Do You Hear What I Hear?: Yes, yes I do. I hear a really annoying and repetitive song. That is completely logically inconsistent with the actual gospel accounts of the birth of Jesus. Like, what’s with the verse about the king telling all of the people to pray for peace? I’m pretty sure that didn’t happen. Maybe if we modified it a little. Like this: “Said the king to the people everywhere. ‘Listen to what I say! I’m going to kill your sons, people everywhere. Listen to what I say! A child, a child, send the wise men as my spies. Let us make sure everyone dies! Let us make sure everyone dies!” Catchy, I know.
Santa, Baby: I don’t think I should even have to defend this one. There is nothing even remotely okay about this song. It is creepy on basically all levels possible.

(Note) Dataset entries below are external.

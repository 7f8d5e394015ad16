/*
 * Copyright (c) Huawei Technologies Co., Ltd. 2025. All rights reserved.
 * Wallet Pass Service is licensed under the Mulan PSL v2.
 * You can use this software according to the terms and conditions of the Mulan PSL v2.
 * You may obtain a copy of Mulan PSL v2 at:
 *     http://license.coscl.org.cn/MulanPSL2
 * THIS SOFTWARE IS PROVIDED ON AN "AS IS" BASIS, WITHOUT WARRANTIES OF ANY KIND, EITHER EXPRESS OR
 * IMPLIED, INCLUDING BUT NOT LIMITED TO NON-INFRINGEMENT, MERCHANTABILITY OR FIT FOR A PARTICULAR
 * PURPOSE.
 * See the Mulan PSL v2 for more details.
 */

use std::sync::Arc;

use log::{debug, info, warn};
use provider::{fetch_payload, PullReference};
use serde::Deserialize;
use serde_json::{json, Value};

use crate::error::FetchError;
use crate::record::{PullRecord, PullState};
use crate::repository::PullRecordRepository;

const DEFAULT_EVENT: &str = "UPDATED";
// Forward-only transitions mean a writer can lose at most twice.
const MAX_SWAP_ATTEMPTS: usize = 3;

/// Answer for references the store does not know.
#[derive(Debug, Clone, Copy, Default, PartialEq, Eq, Deserialize)]
#[serde(rename_all = "snake_case")]
pub enum UnknownReferencePolicy {
    /// 200 with an empty object; the provider retries on anything else
    #[default]
    OkEmpty,
    /// 404 with an error body
    NotFound,
}

#[derive(Debug, Clone, PartialEq)]
pub struct PullResponse {
    pub status: u16,
    pub body: Value,
}

impl PullResponse {
    fn ok(body: Value) -> Self {
        Self { status: 200, body }
    }
}

/// Serves provider callbacks for pull references.
///
/// REGISTERED goes to FETCHED on the first GET and to ACKED on the first
/// POST. Repeated callbacks never move a record backwards and always return
/// the same payload, which is derived from the stored snapshot only.
pub struct FetchFlowResponder {
    repository: Arc<dyn PullRecordRepository>,
    policy: UnknownReferencePolicy,
}

impl FetchFlowResponder {
    pub fn new(repository: Arc<dyn PullRecordRepository>, policy: UnknownReferencePolicy) -> Self {
        Self { repository, policy }
    }

    pub fn policy(&self) -> UnknownReferencePolicy {
        self.policy
    }

    /// Stores a fresh REGISTERED record for a minted pull link.
    pub async fn register(&self, reference: &PullReference) -> Result<PullRecord, FetchError> {
        let record = PullRecord::registered(reference);
        if !self.repository.insert(record.clone()).await? {
            return Err(FetchError::AlreadyRegistered(reference.ref_id.clone()));
        }
        info!("pull reference {} registered for card {}", record.ref_id, record.card_id);
        Ok(record)
    }

    /// Provider GET: returns the card payload.
    pub async fn fetch(&self, card_id: &str, ref_id: &str) -> Result<PullResponse, FetchError> {
        for _ in 0..MAX_SWAP_ATTEMPTS {
            let record = match self.repository.get(card_id, ref_id).await? {
                Some(record) => record,
                None => return Ok(self.unknown(card_id, ref_id)),
            };
            if record.state != PullState::Registered {
                return Ok(PullResponse::ok(payload(&record)));
            }
            if self.repository.compare_and_swap(&record, record.fetched()).await? {
                debug!("pull reference {} fetched", ref_id);
                return Ok(PullResponse::ok(payload(&record)));
            }
            debug!("pull reference {} changed concurrently, re-reading", ref_id);
        }
        self.current_payload(card_id, ref_id).await
    }

    /// Provider POST status callback: records the event and acknowledges.
    pub async fn acknowledge(&self, card_id: &str, ref_id: &str, event: Option<&str>) -> Result<PullResponse, FetchError> {
        let event = event.map(str::trim).filter(|e| !e.is_empty()).unwrap_or(DEFAULT_EVENT);
        for _ in 0..MAX_SWAP_ATTEMPTS {
            let record = match self.repository.get(card_id, ref_id).await? {
                Some(record) => record,
                None => return Ok(self.unknown(card_id, ref_id)),
            };
            if record.state == PullState::Acked {
                return Ok(ack(ref_id));
            }
            if self.repository.compare_and_swap(&record, record.acked(event)).await? {
                info!("pull reference {} acknowledged with event {}", ref_id, event);
                return Ok(ack(ref_id));
            }
            debug!("pull reference {} changed concurrently, re-reading", ref_id);
        }
        warn!("pull reference {} kept changing, acknowledging without update", ref_id);
        Ok(ack(ref_id))
    }

    async fn current_payload(&self, card_id: &str, ref_id: &str) -> Result<PullResponse, FetchError> {
        match self.repository.get(card_id, ref_id).await? {
            Some(record) => Ok(PullResponse::ok(payload(&record))),
            None => Ok(self.unknown(card_id, ref_id)),
        }
    }

    /// Reply for an unknown or malformed reference.
    pub fn unknown(&self, card_id: &str, ref_id: &str) -> PullResponse {
        debug!("unknown pull reference {}/{}", card_id, ref_id);
        match self.policy {
            UnknownReferencePolicy::OkEmpty => PullResponse::ok(json!({})),
            UnknownReferencePolicy::NotFound => PullResponse {
                status: 404,
                body: json!({ "error": "Card not found", "requestedCardId": card_id }),
            },
        }
    }
}

fn payload(record: &PullRecord) -> Value {
    fetch_payload(&record.ref_id, &record.profile, record.created_at, record.created_at)
}

fn ack(ref_id: &str) -> PullResponse {
    PullResponse::ok(json!({ "result": "SUCCESS", "refId": ref_id }))
}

Away in a Manger: First of all, much like our national anthem, there is no good way to pitch this so that a person with a normal vocal range can sing it. (Every time I try, I remember the line from The Best Christmas Pageant Ever that the song “always starts out sounding like a closet full of mice.”) Also, yes, most carols idealize the nativity scene, but this one might be the worst. I mean, come on, “The little Lord Jesus laid down his sweet head.” Gag. And “no crying he makes”? I think Mary would beg to differ. The whole point of the incarnation was that Jesus became human in every way, not that he was a silent adorable little bundle of holy perfection with a pre-fitted halo who never cried or fussed or needed a diaper change.
How about you? Is there a Christmas song or carol that gets on your nerves? Why?